Roofers replace, repair, and install the roofs of buildings using a variety of materials, including shingles, bitumen, and metal.
Roofing work can be physically demanding. It involves heavy lifting, as well as climbing, bending, and kneeling, frequently in very hot weather. Overtime may be required to finish a job, especially during busier summer months.
How to Become a Roofer
Although most roofers learn on the job, some learn their trade through an apprenticeship program. There are no specific education requirements for roofers.
Employment of roofers is projected to grow 13 percent from 2014 to 2024, faster than the average for all occupations. Most of the demand for roofers will stem from roof replacement needs and high job turnover.

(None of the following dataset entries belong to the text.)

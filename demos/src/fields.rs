//! Field initializers for the demo.
//!
//! The extractor never fills a field itself; these are the external
//! initializers that populate one before a rebuild.

use contour_core::{FieldExtent, Point3, Result, VoxelField};

/// Built-in field shapes.
#[derive(Debug, Clone, Copy, PartialEq, Eq)]
pub enum FieldShape {
    /// 2x2x2 field, samples (0,0,0) and (1,0,0) at +5 and the rest on the surface.
    Pattern,
    /// Centred sphere with a radius of a third of the field.
    Sphere,
    /// Axis-aligned plane through the middle of the x axis.
    Plane,
}

impl FieldShape {
    /// Parse a shape name as given on the command line.
    pub fn parse(name: &str) -> Option<Self> {
        match name.to_ascii_lowercase().as_str() {
            "pattern" => Some(Self::Pattern),
            "sphere" => Some(Self::Sphere),
            "plane" => Some(Self::Plane),
            _ => None,
        }
    }

    /// Short display name.
    pub fn name(&self) -> &'static str {
        match self {
            Self::Pattern => "pattern",
            Self::Sphere => "sphere",
            Self::Plane => "plane",
        }
    }

    /// Build the field. `size` is ignored by [`FieldShape::Pattern`].
    pub fn build(&self, size: usize) -> Result<VoxelField> {
        match self {
            Self::Pattern => pattern_field(),
            Self::Sphere => sphere_field(size),
            Self::Plane => plane_field(size),
        }
    }
}

/// The fixed 2x2x2 pattern: two outside samples on the x axis.
pub fn pattern_field() -> Result<VoxelField> {
    let mut field = VoxelField::new(FieldExtent::cube(2))?;
    field.set(0, 0, 0, 5.0)?;
    field.set(1, 0, 0, 5.0)?;
    Ok(field)
}

/// Cubic field holding a centred sphere SDF.
pub fn sphere_field(size: usize) -> Result<VoxelField> {
    let center = Point3::splat(size.saturating_sub(1) as f64 * 0.5);
    let radius = size as f64 / 3.0;
    VoxelField::from_fn(FieldExtent::cube(size), |c| {
        (c.to_point() - center).length() - radius
    })
}

/// Cubic field split by the plane `x = (size - 1) / 2`.
pub fn plane_field(size: usize) -> Result<VoxelField> {
    let offset = size.saturating_sub(1) as f64 * 0.5;
    VoxelField::from_fn(FieldExtent::cube(size), |c| c.x as f64 - offset)
}

#[cfg(test)]
mod tests {
    use super::*;

    #[test]
    fn test_parse_shape() {
        assert_eq!(FieldShape::parse("Sphere"), Some(FieldShape::Sphere));
        assert_eq!(FieldShape::parse("pattern"), Some(FieldShape::Pattern));
        assert_eq!(FieldShape::parse("torus"), None);
        assert_eq!(FieldShape::Plane.name(), "plane");
    }

    #[test]
    fn test_pattern_field_samples() {
        let field = pattern_field().unwrap();
        assert_eq!(field.get(0, 0, 0), Ok(5.0));
        assert_eq!(field.get(1, 0, 0), Ok(5.0));
        assert_eq!(field.get(1, 1, 1), Ok(0.0));
        assert_eq!(field.inside_count(), 6);
    }

    #[test]
    fn test_sphere_field_sign() {
        let field = sphere_field(9).unwrap();
        assert!(field.get(4, 4, 4).unwrap() < 0.0);
        assert!(field.get(0, 0, 0).unwrap() > 0.0);
    }

    #[test]
    fn test_small_size_is_rejected() {
        assert!(sphere_field(1).is_err());
        assert!(plane_field(0).is_err());
        // Pattern has a fixed extent
        assert!(FieldShape::Pattern.build(0).is_ok());
    }
}
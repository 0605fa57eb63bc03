use serde::{Deserialize, Serialize};

/// Body of `POST {email_api_url}`.
#[derive(Debug, Clone, Serialize, Deserialize, PartialEq)]
pub struct EmailMessage {
    pub from: String,
    pub to: Vec<String>,
    pub subject: String,
    pub text: String,
    #[serde(skip_serializing_if = "Option::is_none")]
    pub reply_to: Option<String>,
}

/// Subject and body for one recipient.
#[derive(Debug, Clone, PartialEq)]
pub struct RenderedEmail {
    pub subject: String,
    pub text: String,
}
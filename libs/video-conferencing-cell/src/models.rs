// libs/video-conferencing-cell/src/models.rs
use chrono::{DateTime, Utc};
use serde::{Deserialize, Serialize};
use thiserror::Error;

/// Body of `POST {base}/meetings`.
#[derive(Debug, Clone, Serialize, Deserialize, PartialEq)]
pub struct CreateMeetingRequest {
    pub title: String,
    pub description: String,
    pub start_time: DateTime<Utc>,
    pub end_time: DateTime<Utc>,
    pub attendees: Vec<String>,
}

#[derive(Debug, Clone, Serialize, Deserialize, PartialEq)]
pub struct MeetingResponse {
    pub id: String,
    pub join_url: String,
    #[serde(default)]
    pub host_url: Option<String>,
}

#[derive(Error, Debug)]
pub enum VideoConferencingError {
    #[error("Video meetings not configured")]
    NotConfigured,

    #[error("Meeting provider error: {message}")]
    ProviderError { message: String },

    #[error("Meeting provider unreachable: {0}")]
    Transport(#[from] reqwest::Error),
}
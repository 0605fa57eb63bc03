//! Best-effort side effects of a booking: the video meeting link requested
//! before persistence and the confirmation notifications sent after it.
//!
//! Neither ever fails a booking. Link creation degrades to `None`; notification
//! failures are logged and reported through [`DispatchReport`].

use std::sync::Arc;

use async_trait::async_trait;
use chrono::{DateTime, Utc};
use serde::Serialize;
use tokio::task::JoinHandle;
use tracing::{error, info, warn};

use crate::error::DispatchError;
use crate::models::{Booking, SessionType, Therapist};

#[derive(Debug, Clone, Serialize, PartialEq)]
pub struct MeetingLinkRequest {
    pub summary: String,
    pub description: String,
    pub start: DateTime<Utc>,
    pub end: DateTime<Utc>,
    pub attendees: Vec<String>,
    /// Stable per booking so a retried request cannot create a second meeting.
    pub idempotency_key: String,
}

#[async_trait]
pub trait MeetingLinkProvider: Send + Sync {
    /// A join URL, or `None` when the provider is unavailable or refuses.
    async fn create_meeting_link(&self, request: &MeetingLinkRequest) -> Option<String>;
}

#[derive(Debug, Clone, Copy, PartialEq, Eq, Serialize)]
#[serde(rename_all = "snake_case")]
pub enum RecipientRole {
    Client,
    Therapist,
}

#[async_trait]
pub trait NotificationDispatcher: Send + Sync {
    async fn send_booking_confirmation(
        &self,
        recipient: RecipientRole,
        booking: &Booking,
        therapist: &Therapist,
        session_type: &SessionType,
    ) -> Result<(), DispatchError>;
}

/// Used when no video provider is configured.
#[derive(Debug, Default, Clone, Copy)]
pub struct DisabledMeetingLinks;

#[async_trait]
impl MeetingLinkProvider for DisabledMeetingLinks {
    async fn create_meeting_link(&self, request: &MeetingLinkRequest) -> Option<String> {
        warn!(
            "Video meetings not configured; booking {} proceeds without a link",
            request.idempotency_key
        );
        None
    }
}

/// Used when no email provider is configured.
#[derive(Debug, Default, Clone, Copy)]
pub struct LogOnlyNotifier;

#[async_trait]
impl NotificationDispatcher for LogOnlyNotifier {
    async fn send_booking_confirmation(
        &self,
        recipient: RecipientRole,
        booking: &Booking,
        _therapist: &Therapist,
        _session_type: &SessionType,
    ) -> Result<(), DispatchError> {
        info!(
            "Email not configured; would send {:?} confirmation for booking {}",
            recipient, booking.booking_reference
        );
        Ok(())
    }
}

#[derive(Debug, Clone, PartialEq, Eq)]
pub enum DeliveryOutcome {
    Delivered,
    Failed(String),
}

impl DeliveryOutcome {
    pub fn is_delivered(&self) -> bool {
        matches!(self, DeliveryOutcome::Delivered)
    }
}

#[derive(Debug, Clone, PartialEq, Eq)]
pub struct DispatchReport {
    pub booking_reference: String,
    pub client: DeliveryOutcome,
    pub therapist: DeliveryOutcome,
}

/// Handle on the notification task. Dropping it detaches the task.
#[derive(Debug)]
pub struct DispatchHandle(JoinHandle<DispatchReport>);

impl DispatchHandle {
    /// Wait for both notifications. `None` if the task panicked or was aborted.
    pub async fn wait(self) -> Option<DispatchReport> {
        match self.0.await {
            Ok(report) => Some(report),
            Err(e) => {
                error!("Notification task did not finish: {}", e);
                None
            }
        }
    }
}

/// Send client and therapist confirmations on a background task.
pub fn spawn_confirmations(
    notifier: Arc<dyn NotificationDispatcher>,
    booking: Booking,
    therapist: Therapist,
    session_type: SessionType,
) -> DispatchHandle {
    DispatchHandle(tokio::spawn(async move {
        let client = deliver(notifier.as_ref(), RecipientRole::Client, &booking, &therapist, &session_type).await;
        let therapist_outcome =
            deliver(notifier.as_ref(), RecipientRole::Therapist, &booking, &therapist, &session_type).await;

        DispatchReport {
            booking_reference: booking.booking_reference,
            client,
            therapist: therapist_outcome,
        }
    }))
}

async fn deliver(
    notifier: &dyn NotificationDispatcher,
    recipient: RecipientRole,
    booking: &Booking,
    therapist: &Therapist,
    session_type: &SessionType,
) -> DeliveryOutcome {
    match notifier
        .send_booking_confirmation(recipient, booking, therapist, session_type)
        .await
    {
        Ok(()) => {
            info!("Sent {:?} confirmation for booking {}", recipient, booking.booking_reference);
            DeliveryOutcome::Delivered
        }
        Err(e) => {
            warn!(
                "Failed to send {:?} confirmation for booking {}: {}",
                recipient, booking.booking_reference, e
            );
            DeliveryOutcome::Failed(e.to_string())
        }
    }
}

This occupation supported 132,700 jobs in 2012 and 123,400 jobs in 2014, reflecting a decline of 7.0%. In 2012, this occupation was projected to increase by 11.5% in 2022 to 147,900 jobs. As of 2014, to keep pace with prediction, the expected number of jobs was 135,700, compared with an observed value of 123,400, 9.1% lower than expected. This indicates current employment trends are much worse than the 2012 trend within this occupation. In 2014, this occupation was projected to increase by 12.0% in 2024 to 139,300 jobs. Linear extrapolation of the 2012 projection for 2022 results in an expected number of 150,900 jobs for 2024, 8.3% higher than the 2014 projection for 2024. This indicates expectations for future employment trends are much worse than the 2012 trend within this occupation.